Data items

--------

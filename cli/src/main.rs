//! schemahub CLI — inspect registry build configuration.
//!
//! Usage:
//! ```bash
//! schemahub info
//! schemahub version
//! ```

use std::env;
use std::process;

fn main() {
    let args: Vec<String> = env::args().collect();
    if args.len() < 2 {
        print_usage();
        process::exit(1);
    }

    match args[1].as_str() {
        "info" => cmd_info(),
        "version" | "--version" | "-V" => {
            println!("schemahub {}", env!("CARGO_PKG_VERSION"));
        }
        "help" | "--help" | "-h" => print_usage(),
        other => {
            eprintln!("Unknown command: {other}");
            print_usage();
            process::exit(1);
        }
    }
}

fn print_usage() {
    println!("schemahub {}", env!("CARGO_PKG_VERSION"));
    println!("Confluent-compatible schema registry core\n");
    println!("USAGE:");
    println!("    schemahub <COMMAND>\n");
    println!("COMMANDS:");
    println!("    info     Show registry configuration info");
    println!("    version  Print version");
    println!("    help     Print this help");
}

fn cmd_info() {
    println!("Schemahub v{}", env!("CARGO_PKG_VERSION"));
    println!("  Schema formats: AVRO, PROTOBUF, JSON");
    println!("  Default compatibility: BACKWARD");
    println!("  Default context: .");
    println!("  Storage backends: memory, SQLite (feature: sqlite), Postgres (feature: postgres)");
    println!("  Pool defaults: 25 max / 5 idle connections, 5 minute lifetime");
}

--------

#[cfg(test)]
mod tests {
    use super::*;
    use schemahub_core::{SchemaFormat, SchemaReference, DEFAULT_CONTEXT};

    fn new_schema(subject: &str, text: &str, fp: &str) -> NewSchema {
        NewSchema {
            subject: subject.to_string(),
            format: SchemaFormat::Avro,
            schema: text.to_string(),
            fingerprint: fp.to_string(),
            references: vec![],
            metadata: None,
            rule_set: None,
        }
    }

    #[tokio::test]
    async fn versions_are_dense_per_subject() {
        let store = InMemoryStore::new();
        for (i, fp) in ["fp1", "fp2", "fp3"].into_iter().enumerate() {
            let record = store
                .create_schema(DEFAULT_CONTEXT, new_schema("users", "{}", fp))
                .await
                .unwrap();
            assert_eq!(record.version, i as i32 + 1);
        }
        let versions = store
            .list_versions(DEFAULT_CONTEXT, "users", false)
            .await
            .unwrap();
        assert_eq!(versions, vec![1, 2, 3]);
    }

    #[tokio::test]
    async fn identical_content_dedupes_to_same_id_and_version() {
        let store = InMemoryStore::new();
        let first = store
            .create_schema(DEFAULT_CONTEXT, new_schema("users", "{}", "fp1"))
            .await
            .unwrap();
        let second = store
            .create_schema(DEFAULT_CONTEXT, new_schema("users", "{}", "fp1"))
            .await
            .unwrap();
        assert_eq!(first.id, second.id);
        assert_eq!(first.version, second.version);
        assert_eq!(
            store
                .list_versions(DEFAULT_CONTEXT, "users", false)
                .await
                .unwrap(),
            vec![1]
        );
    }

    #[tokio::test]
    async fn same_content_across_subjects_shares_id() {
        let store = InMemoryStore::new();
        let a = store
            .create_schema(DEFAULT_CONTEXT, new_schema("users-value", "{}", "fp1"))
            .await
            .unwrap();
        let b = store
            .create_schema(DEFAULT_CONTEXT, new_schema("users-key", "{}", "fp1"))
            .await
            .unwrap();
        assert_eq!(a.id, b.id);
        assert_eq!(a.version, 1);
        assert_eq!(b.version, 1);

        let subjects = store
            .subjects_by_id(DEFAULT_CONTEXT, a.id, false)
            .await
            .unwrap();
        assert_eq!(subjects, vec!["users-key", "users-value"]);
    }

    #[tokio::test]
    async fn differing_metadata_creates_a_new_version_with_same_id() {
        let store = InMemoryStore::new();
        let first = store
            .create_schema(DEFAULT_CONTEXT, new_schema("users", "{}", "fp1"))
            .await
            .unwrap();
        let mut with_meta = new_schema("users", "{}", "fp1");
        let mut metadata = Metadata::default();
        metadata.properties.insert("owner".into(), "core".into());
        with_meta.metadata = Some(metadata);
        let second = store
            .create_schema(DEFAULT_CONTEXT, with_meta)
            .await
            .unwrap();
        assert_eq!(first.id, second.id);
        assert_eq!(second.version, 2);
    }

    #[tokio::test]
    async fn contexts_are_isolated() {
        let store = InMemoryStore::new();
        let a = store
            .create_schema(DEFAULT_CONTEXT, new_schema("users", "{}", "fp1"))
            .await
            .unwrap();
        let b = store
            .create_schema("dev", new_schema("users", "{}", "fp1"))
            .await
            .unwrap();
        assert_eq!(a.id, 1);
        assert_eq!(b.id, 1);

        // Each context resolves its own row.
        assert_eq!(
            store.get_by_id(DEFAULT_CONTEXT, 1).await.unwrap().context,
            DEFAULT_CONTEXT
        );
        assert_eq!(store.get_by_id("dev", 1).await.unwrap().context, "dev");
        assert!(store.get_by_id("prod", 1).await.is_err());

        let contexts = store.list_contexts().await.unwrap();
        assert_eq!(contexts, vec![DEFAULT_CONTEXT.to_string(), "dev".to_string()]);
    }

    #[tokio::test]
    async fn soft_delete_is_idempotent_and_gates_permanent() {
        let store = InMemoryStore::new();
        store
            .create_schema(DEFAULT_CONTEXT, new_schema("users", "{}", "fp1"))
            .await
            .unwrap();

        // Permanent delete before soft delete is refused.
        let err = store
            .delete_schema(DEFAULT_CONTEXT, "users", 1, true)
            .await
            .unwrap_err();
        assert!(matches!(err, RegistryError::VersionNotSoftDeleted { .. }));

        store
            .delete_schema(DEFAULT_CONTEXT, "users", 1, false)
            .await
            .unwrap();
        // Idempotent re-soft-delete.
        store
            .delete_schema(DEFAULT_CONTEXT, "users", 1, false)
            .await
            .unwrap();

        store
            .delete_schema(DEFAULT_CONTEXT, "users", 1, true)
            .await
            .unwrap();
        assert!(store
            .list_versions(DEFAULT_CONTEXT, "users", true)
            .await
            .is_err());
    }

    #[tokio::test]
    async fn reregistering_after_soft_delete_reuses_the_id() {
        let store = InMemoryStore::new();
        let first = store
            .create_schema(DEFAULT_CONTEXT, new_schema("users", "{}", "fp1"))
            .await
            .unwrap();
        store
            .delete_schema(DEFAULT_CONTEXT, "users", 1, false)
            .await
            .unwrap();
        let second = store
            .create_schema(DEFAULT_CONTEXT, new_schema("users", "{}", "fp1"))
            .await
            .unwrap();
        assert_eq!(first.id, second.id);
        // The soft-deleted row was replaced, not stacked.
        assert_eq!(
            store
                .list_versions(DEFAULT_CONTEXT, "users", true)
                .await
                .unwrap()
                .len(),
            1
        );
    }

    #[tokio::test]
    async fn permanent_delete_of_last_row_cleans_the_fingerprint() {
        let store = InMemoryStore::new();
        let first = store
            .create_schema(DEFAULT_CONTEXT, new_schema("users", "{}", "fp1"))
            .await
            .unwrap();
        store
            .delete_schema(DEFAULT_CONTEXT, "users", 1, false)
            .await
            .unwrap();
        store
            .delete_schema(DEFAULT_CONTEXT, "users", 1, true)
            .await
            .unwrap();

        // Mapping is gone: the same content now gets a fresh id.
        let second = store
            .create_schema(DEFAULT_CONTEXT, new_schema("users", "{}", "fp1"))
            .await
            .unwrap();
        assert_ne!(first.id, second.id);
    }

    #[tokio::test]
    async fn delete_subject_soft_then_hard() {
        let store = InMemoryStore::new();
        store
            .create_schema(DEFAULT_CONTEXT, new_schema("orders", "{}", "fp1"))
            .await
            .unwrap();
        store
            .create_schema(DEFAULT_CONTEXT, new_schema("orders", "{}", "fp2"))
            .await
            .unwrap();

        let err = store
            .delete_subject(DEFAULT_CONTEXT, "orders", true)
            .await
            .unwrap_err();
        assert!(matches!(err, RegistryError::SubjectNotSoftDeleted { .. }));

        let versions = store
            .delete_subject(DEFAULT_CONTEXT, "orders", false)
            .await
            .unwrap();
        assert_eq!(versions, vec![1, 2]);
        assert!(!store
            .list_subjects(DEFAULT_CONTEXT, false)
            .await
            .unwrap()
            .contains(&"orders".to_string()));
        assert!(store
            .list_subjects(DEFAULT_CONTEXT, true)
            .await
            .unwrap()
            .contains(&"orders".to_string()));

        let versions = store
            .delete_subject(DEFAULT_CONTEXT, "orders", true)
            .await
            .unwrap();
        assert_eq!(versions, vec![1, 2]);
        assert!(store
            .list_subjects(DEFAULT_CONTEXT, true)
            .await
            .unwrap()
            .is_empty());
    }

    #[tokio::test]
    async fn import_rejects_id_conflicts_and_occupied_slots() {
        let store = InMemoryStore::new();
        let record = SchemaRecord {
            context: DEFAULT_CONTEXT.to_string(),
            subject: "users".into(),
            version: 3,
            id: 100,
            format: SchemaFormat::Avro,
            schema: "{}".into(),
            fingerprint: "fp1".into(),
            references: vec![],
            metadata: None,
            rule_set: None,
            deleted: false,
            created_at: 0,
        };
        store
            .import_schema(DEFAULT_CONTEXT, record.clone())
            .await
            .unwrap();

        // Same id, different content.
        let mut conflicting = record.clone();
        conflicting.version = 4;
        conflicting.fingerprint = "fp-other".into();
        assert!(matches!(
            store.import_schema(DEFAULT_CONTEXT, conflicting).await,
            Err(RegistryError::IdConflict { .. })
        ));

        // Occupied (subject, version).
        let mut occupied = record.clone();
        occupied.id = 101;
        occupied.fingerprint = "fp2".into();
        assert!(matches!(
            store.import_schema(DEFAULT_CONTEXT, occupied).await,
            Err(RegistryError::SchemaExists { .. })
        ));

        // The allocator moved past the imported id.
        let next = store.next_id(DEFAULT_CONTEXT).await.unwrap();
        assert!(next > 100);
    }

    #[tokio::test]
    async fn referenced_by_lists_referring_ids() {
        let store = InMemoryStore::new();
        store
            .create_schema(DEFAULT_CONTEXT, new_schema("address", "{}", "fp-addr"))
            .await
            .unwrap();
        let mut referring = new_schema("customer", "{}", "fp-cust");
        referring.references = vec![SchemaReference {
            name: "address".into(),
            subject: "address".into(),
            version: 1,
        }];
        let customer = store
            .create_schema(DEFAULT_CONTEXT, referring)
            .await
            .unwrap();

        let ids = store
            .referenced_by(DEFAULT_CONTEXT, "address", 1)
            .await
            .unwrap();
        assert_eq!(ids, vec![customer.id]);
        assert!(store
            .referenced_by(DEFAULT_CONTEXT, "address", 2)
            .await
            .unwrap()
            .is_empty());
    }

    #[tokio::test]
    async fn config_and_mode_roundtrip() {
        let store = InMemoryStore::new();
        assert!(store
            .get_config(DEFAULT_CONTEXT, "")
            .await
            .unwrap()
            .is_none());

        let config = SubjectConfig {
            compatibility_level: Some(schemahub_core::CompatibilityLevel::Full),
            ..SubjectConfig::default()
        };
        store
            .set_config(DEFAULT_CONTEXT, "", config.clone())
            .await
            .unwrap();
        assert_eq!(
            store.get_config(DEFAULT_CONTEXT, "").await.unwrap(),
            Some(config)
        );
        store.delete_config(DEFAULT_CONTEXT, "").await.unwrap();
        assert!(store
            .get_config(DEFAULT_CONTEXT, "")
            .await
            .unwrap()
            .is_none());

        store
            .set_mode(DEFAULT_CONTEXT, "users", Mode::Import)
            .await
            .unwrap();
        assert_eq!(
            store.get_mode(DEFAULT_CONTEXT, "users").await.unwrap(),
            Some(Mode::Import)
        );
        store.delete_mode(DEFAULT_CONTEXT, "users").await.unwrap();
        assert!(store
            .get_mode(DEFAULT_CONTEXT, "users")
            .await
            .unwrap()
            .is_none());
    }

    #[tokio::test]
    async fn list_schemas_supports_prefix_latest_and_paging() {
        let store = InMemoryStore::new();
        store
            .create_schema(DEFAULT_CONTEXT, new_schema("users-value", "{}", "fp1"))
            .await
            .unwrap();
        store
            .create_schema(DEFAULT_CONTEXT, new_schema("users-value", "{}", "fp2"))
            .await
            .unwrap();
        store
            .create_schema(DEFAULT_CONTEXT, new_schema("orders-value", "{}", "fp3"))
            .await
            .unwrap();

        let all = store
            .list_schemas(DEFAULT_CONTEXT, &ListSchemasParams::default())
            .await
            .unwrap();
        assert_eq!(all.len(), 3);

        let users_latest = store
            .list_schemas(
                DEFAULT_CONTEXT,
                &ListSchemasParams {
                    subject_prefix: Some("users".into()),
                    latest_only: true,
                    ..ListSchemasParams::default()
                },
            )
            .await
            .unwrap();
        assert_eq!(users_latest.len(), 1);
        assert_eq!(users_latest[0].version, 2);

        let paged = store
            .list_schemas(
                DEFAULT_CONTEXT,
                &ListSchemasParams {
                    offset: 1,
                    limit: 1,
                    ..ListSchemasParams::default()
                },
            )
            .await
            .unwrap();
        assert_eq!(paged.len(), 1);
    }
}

--------

* [Prompt]:
Once the lines of the entries containing the word "record" have been counted, report the number alone.

* [Result]:
6